The two Americans showed a lot of courage as the only skaters to try a quadruple jump, but both missed it. Ryan Bradley sits in seventh place after stepping out of the quad toe loop, but he did a very good double Axel and a triple Lutz-triple toe loop combination.

"My short program was a step in the right direction, but a lot of work remains to be done, especially cleaning my elements," he said.

Scott Smith tried a quad Salchow. His other elements were good, particularly his triple Axel and triple toe loop-triple toe loop combination.

"I was disappointed of the quad, which works at home in practice very well. But I was proud to come back and do the rest of the elements."


Dan Zhang and Hao Zhang of China, fifth at last season's world championships, won the short program in the pairs event, and they earned it. Their triple twist was brilliant, four of the ten judges even gave a it a plus-three; their triple throw loop was outstanding and got eight plus-twos; and their side-by-side triple Salchow was clean.

"We skated well today, but there is still room for improvement," Dan Zhang said.

Qing Pang and Jian Tong, world champions in 2006 and runners-up in 2007, struggled a bit on their triple throw and their spin, but the other elements were good.

In third place are Maria Mukhortova and Maxim Trankov of Russia, pupils of Oleg Vasiliev, the coach of 2006 Olympic gold medalists Tatiana Totmianina and Maxim Marinin.

Tiffany Vise and Derek Trent of the United States are fourth and got a season best in their short program (56.06), but they are still 5.7 points from a medal. The landing of Trent's triple toe loop was a bit shaky, but all the other elements and their speed were very good.

"We skated a lot better here than at Skate Canada. Our speed was better, the elements, everything. Only the levels were lower, but we are very happy overall," Vise said.

Ice Dancing

Like Préaubert, Isabelle Delobel and Olivier Schoenfelder of France shone brightly in front of the home crowd. They took the lead after the compulsory dance, the Austrian Waltz, by almost five points. After their original dance, set to a modern celtic folk song from Brittany in West France, their lead grew to 6.57 points.

"We did a good job today and no mistake. But it was not our best performance, because we, like all other dancers, were quite tired after a long day. We had an early morning training, then the compulsory dance in the early afternoon, and now at 10:30 p.m. the original dance," Schoenfelder said.

Jana Khokhlova and Sergei Novitski of Russia took second in both dances Friday. They have a 6.05-point lead over third place.

Meryl Davis and Charlie White from the United States were fourth in the compulsory dance, just where they were at Skate America after that discipline. This time, however, they were just .12 points behind Italy's Anna Cappellini and Luca Lanotte.
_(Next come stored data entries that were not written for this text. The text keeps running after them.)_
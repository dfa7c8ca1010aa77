//! Key Vault error types

use kvinject_backends::BackendError;

use crate::backend::BACKEND_NAME;

/// Key Vault client errors. Secret payloads are never included.
#[derive(Debug, thiserror::Error)]
pub enum KeyVaultError {
    /// The vault URL could not be parsed or uses a disallowed scheme
    #[error("invalid vault URL '{url}': {reason}")]
    InvalidVaultUrl {
        /// Offending URL
        url: String,
        /// Why it was rejected
        reason: String,
    },

    /// A secret identifier returned by the service was malformed
    #[error("invalid secret identifier '{0}'")]
    InvalidSecretId(String),

    /// Transport failure
    #[error("network error communicating with Key Vault")]
    Network(#[source] reqwest::Error),

    /// 401 / 403
    #[error("Key Vault authentication failed (check access policy or RBAC role): {0}")]
    Unauthorized(String),

    /// 404
    #[error("Key Vault resource not found: {0}")]
    NotFound(String),

    /// 429
    #[error("Key Vault rate limit exceeded")]
    RateLimited,

    /// 5xx
    #[error("Key Vault server error: status {0}")]
    ServerError(u16),

    /// Any other non-success status
    #[error("unexpected Key Vault response: status {status}: {message}")]
    UnexpectedStatus {
        /// HTTP status code
        status: u16,
        /// Service supplied message, if any
        message: String,
    },

    /// Response body did not match the expected shape
    #[error("failed to decode Key Vault response: {0}")]
    Decode(String),

    /// Token acquisition failed
    #[error("failed to acquire Azure access token: {0}")]
    Credential(String),
}

impl From<KeyVaultError> for BackendError {
    fn from(err: KeyVaultError) -> Self {
        match err {
            KeyVaultError::NotFound(message) => Self::NotFound { message },
            other => Self::provider(BACKEND_NAME, other),
        }
    }
}
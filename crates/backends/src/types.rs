//! In-memory handling of secret material

use secrecy::{ExposeSecret, SecretString};

/// Secret material held by a backend: fetched values, bearer tokens and
/// client secrets.
///
/// The buffer is zeroed when dropped. Formatting with `{}` or `{:?}` prints
/// `[REDACTED]`, so a value can sit in a struct that derives `Debug`.
#[derive(Clone)]
pub struct SecureSecret(SecretString);

impl SecureSecret {
    /// Take ownership of `value`.
    #[must_use]
    pub fn new(value: String) -> Self {
        Self(SecretString::from(value))
    }

    /// Borrow the plaintext.
    #[must_use]
    pub fn expose(&self) -> &str {
        self.0.expose_secret()
    }

    /// Copy the plaintext into a JSON string, the shape every backend returns.
    #[must_use]
    pub fn to_json(&self) -> serde_json::Value {
        serde_json::Value::String(self.expose().to_owned())
    }
}

impl From<String> for SecureSecret {
    fn from(value: String) -> Self {
        Self::new(value)
    }
}

impl From<&str> for SecureSecret {
    fn from(value: &str) -> Self {
        Self::new(value.to_owned())
    }
}

impl std::fmt::Debug for SecureSecret {
    fn fmt(&self, f: &mut std::fmt::Formatter<'_>) -> std::fmt::Result {
        f.write_str("[REDACTED]")
    }
}

impl std::fmt::Display for SecureSecret {
    fn fmt(&self, f: &mut std::fmt::Formatter<'_>) -> std::fmt::Result {
        f.write_str("[REDACTED]")
    }
}

#[cfg(test)]
mod tests {
    use super::*;

    #[test]
    fn test_expose_returns_plaintext() {
        let token = SecureSecret::new("eyJ0eXAiOiJKV1Qi".to_string());
        assert_eq!(token.expose(), "eyJ0eXAiOiJKV1Qi");
    }

    #[test]
    fn test_formatting_is_redacted() {
        let secret = SecureSecret::from("a_value_v1");
        assert_eq!(format!("{secret:?}"), "[REDACTED]");
        assert_eq!(format!("{secret}"), "[REDACTED]");

        #[derive(Debug)]
        #[allow(dead_code)]
        struct Holder {
            value: SecureSecret,
        }
        let holder = format!("{:?}", Holder { value: secret });
        assert!(!holder.contains("a_value_v1"));
    }

    #[test]
    fn test_to_json() {
        let secret = SecureSecret::from("");
        assert_eq!(secret.to_json(), serde_json::Value::String(String::new()));
        assert_eq!(SecureSecret::from("v").to_json(), "v");
    }
}
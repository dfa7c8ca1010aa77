//! Azure Key Vault backend

use async_trait::async_trait;
use futures::TryStreamExt;
use kvinject_backends::{Annotations, Backend, BackendError, SecretMap};
use std::sync::Arc;
use std::time::Duration;

use crate::KeyVaultError;
use crate::client::{ClientBuilder, ClientOptions, SecretsClient};
use crate::cloud::resolve_vault_url;
use crate::config::{AzureKeyVaultConfig, DEFAULT_TIMEOUT_SECS};
use crate::credential::TokenCredential;
use crate::rest::KeyVaultClient;

/// Name under which the backend registers.
pub const BACKEND_NAME: &str = "azurekeyvault";

/// Fetches secrets from Azure Key Vault
///
/// The vault path is the vault name; its endpoint is derived from the cloud
/// selected by `AVP_AZ_CLOUD_NAME` at call time. A fresh client is built for
/// every call through the injected constructor, and authentication happens
/// inside that client, so [`Backend::login`] does nothing.
pub struct AzureKeyVault {
    credential: Arc<dyn TokenCredential>,
    client_builder: ClientBuilder,
    client_options: Option<ClientOptions>,
    timeout: Duration,
}

impl std::fmt::Debug for AzureKeyVault {
    fn fmt(&self, f: &mut std::fmt::Formatter<'_>) -> std::fmt::Result {
        f.debug_struct("AzureKeyVault")
            .field("credential", &self.credential)
            .field("client_options", &self.client_options)
            .field("timeout", &self.timeout)
            .finish_non_exhaustive()
    }
}

impl AzureKeyVault {
    /// Create a backend from a credential and a client constructor
    pub fn new<F, C>(credential: Arc<dyn TokenCredential>, client_builder: F) -> Self
    where
        F: Fn(&str, Arc<dyn TokenCredential>, Option<&ClientOptions>) -> Result<C, KeyVaultError>
            + Send
            + Sync
            + 'static,
        C: SecretsClient + 'static,
    {
        let client_builder: ClientBuilder = Arc::new(
            move |vault_url: &str,
                  credential: Arc<dyn TokenCredential>,
                  options: Option<&ClientOptions>|
                  -> Result<Box<dyn SecretsClient>, KeyVaultError> {
                let client = client_builder(vault_url, credential, options)?;
                Ok(Box::new(client) as Box<dyn SecretsClient>)
            },
        );
        Self::with_client_builder(credential, client_builder)
    }

    /// Create a backend from an already type-erased client constructor
    #[must_use]
    pub fn with_client_builder(
        credential: Arc<dyn TokenCredential>,
        client_builder: ClientBuilder,
    ) -> Self {
        Self {
            credential,
            client_builder,
            client_options: None,
            timeout: Duration::from_secs(DEFAULT_TIMEOUT_SECS),
        }
    }

    /// Create a backend talking to the Key Vault REST API
    #[must_use]
    pub fn with_default_client(credential: Arc<dyn TokenCredential>) -> Self {
        Self::with_client_builder(credential, KeyVaultClient::builder())
    }

    /// Create a REST-backed backend from configuration
    #[must_use]
    pub fn from_config(credential: Arc<dyn TokenCredential>, config: &AzureKeyVaultConfig) -> Self {
        let mut backend = Self::with_default_client(credential).with_timeout(config.timeout());
        backend.client_options = Some(config.client_options());
        backend
    }

    /// Override the per-call deadline
    #[must_use]
    pub const fn with_timeout(mut self, timeout: Duration) -> Self {
        self.timeout = timeout;
        self
    }

    /// Per-call deadline
    #[must_use]
    pub const fn timeout(&self) -> Duration {
        self.timeout
    }

    fn client(&self, vault_url: &str) -> Result<Box<dyn SecretsClient>, KeyVaultError> {
        (self.client_builder)(
            vault_url,
            Arc::clone(&self.credential),
            self.client_options.as_ref(),
        )
    }

    /// Run `fut` under the backend deadline.
    async fn with_deadline<T>(
        &self,
        fut: impl Future<Output = Result<T, KeyVaultError>> + Send,
    ) -> Result<T, BackendError> {
        match tokio::time::timeout(self.timeout, fut).await {
            Ok(result) => result.map_err(BackendError::from),
            Err(_) => Err(BackendError::Timeout {
                after: self.timeout,
            }),
        }
    }

    async fn collect_secrets(
        &self,
        vault_url: &str,
        version: Option<&str>,
    ) -> Result<SecretMap, KeyVaultError> {
        let client = self.client(vault_url)?;
        let mut data = SecretMap::new();

        let mut pages = client.list_secret_properties();
        while let Some(page) = pages.try_next().await? {
            for properties in page {
                if !properties.enabled {
                    continue;
                }
                let name = properties.id.name();
                log_optional_version("Azure Key Vault getting secret", version, name, vault_url);

                if version.is_none() || properties.id.version() == version {
                    // Matching entries are read at the current version
                    let secret = client.get_secret(name, None).await?;
                    tracing::debug!(id = %secret.id, "Azure Key Vault got secret");
                    data.insert(name.to_string(), secret.value.to_json());
                    continue;
                }

                match client.get_secret(name, version).await {
                    Ok(secret) if secret.enabled != Some(false) => {
                        tracing::debug!(id = %secret.id, "Azure Key Vault got versioned secret");
                        data.insert(name.to_string(), secret.value.to_json());
                    }
                    Ok(secret) => {
                        tracing::debug!(
                            id = %secret.id,
                            "Azure Key Vault versioned secret is disabled"
                        );
                    }
                    Err(err) => {
                        tracing::debug!(
                            secret = name,
                            version,
                            error = %err,
                            "Azure Key Vault get versioned secret not found"
                        );
                    }
                }
            }
        }

        Ok(data)
    }
}

fn log_optional_version(message: &str, version: Option<&str>, name: &str, vault_url: &str) {
    match version {
        Some(version) => tracing::debug!(secret = name, vault_url, version, "{message}"),
        None => tracing::debug!(secret = name, vault_url, "{message}"),
    }
}

#[async_trait]
impl Backend for AzureKeyVault {
    async fn login(&self) -> Result<(), BackendError> {
        tracing::trace!("Azure Key Vault authenticates when the client is built, nothing to do");
        Ok(())
    }

    async fn get_secrets(
        &self,
        path: &str,
        version: Option<&str>,
        _annotations: &Annotations,
    ) -> Result<SecretMap, BackendError> {
        let version = version.filter(|v| !v.is_empty());
        let vault_url = resolve_vault_url(path);

        match version {
            Some(version) => tracing::debug!(
                vault_url = %vault_url,
                version,
                "Azure Key Vault list all secrets from vault"
            ),
            None => tracing::debug!(
                vault_url = %vault_url,
                "Azure Key Vault list all secrets from vault"
            ),
        }

        self.with_deadline(self.collect_secrets(&vault_url, version))
            .await
    }

    async fn get_individual_secret(
        &self,
        path: &str,
        secret: &str,
        version: Option<&str>,
        _annotations: &Annotations,
    ) -> Result<serde_json::Value, BackendError> {
        let version = version.filter(|v| !v.is_empty());
        let vault_url = resolve_vault_url(path);
        log_optional_version(
            "Azure Key Vault getting individual secret",
            version,
            secret,
            &vault_url,
        );

        let fetched = self
            .with_deadline(async {
                let client = self.client(&vault_url)?;
                client.get_secret(secret, version).await
            })
            .await?;

        tracing::debug!(id = %fetched.id, "Azure Key Vault got individual secret");
        Ok(fetched.value.to_json())
    }

    fn backend_name(&self) -> &'static str {
        BACKEND_NAME
    }
}

#[cfg(test)]
mod tests {
    use super::*;
    use crate::credential::StaticTokenCredential;

    fn credential() -> Arc<dyn TokenCredential> {
        Arc::new(StaticTokenCredential::new("token"))
    }

    #[test]
    fn test_default_timeout() {
        let backend = AzureKeyVault::with_default_client(credential());
        assert_eq!(backend.timeout(), Duration::from_secs(10));
        assert_eq!(backend.backend_name(), "azurekeyvault");
    }

    #[test]
    fn test_from_config() {
        let config = AzureKeyVaultConfig {
            timeout_secs: 3,
            api_version: "7.5".to_string(),
        };
        let backend = AzureKeyVault::from_config(credential(), &config);
        assert_eq!(backend.timeout(), Duration::from_secs(3));
        assert_eq!(
            backend.client_options.as_ref().map(|o| o.api_version.as_str()),
            Some("7.5")
        );
    }

    #[test]
    fn test_debug_hides_token() {
        let backend = AzureKeyVault::with_default_client(credential());
        let debug = format!("{backend:?}");
        assert!(debug.contains("AzureKeyVault"));
        assert!(!debug.contains("\"token\""));
    }

    #[tokio::test]
    async fn test_login_is_noop() {
        let backend = AzureKeyVault::with_default_client(credential());
        assert!(backend.login().await.is_ok());
    }

    #[tokio::test]
    async fn test_default_client_rejects_malformed_path() {
        // The vault path is not validated up front; the client constructor
        // reports it.
        let backend = AzureKeyVault::with_default_client(credential());
        let err = backend
            .get_individual_secret("bad host", "name", None, &Annotations::new())
            .await
            .unwrap_err();
        assert!(matches!(err, BackendError::Provider { .. }));
    }
}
Cappellini fell in the original dance on the straight-line lift, and the Americans made no mistakes in their Kalinka folk dance. Davis and White, therefore, the pupils of Igor Shpilband and Marina Zoueva, moved into third place, where they now sit more than six points ahead of the Italians.

All of the Americans' elements in the original dance got level fours, and their flow was excellent.

"Since Skate America we worked hard, especially on our expression, and it paid off," White said.

"Today we were in a fighting mood, and we were successful," Davis said.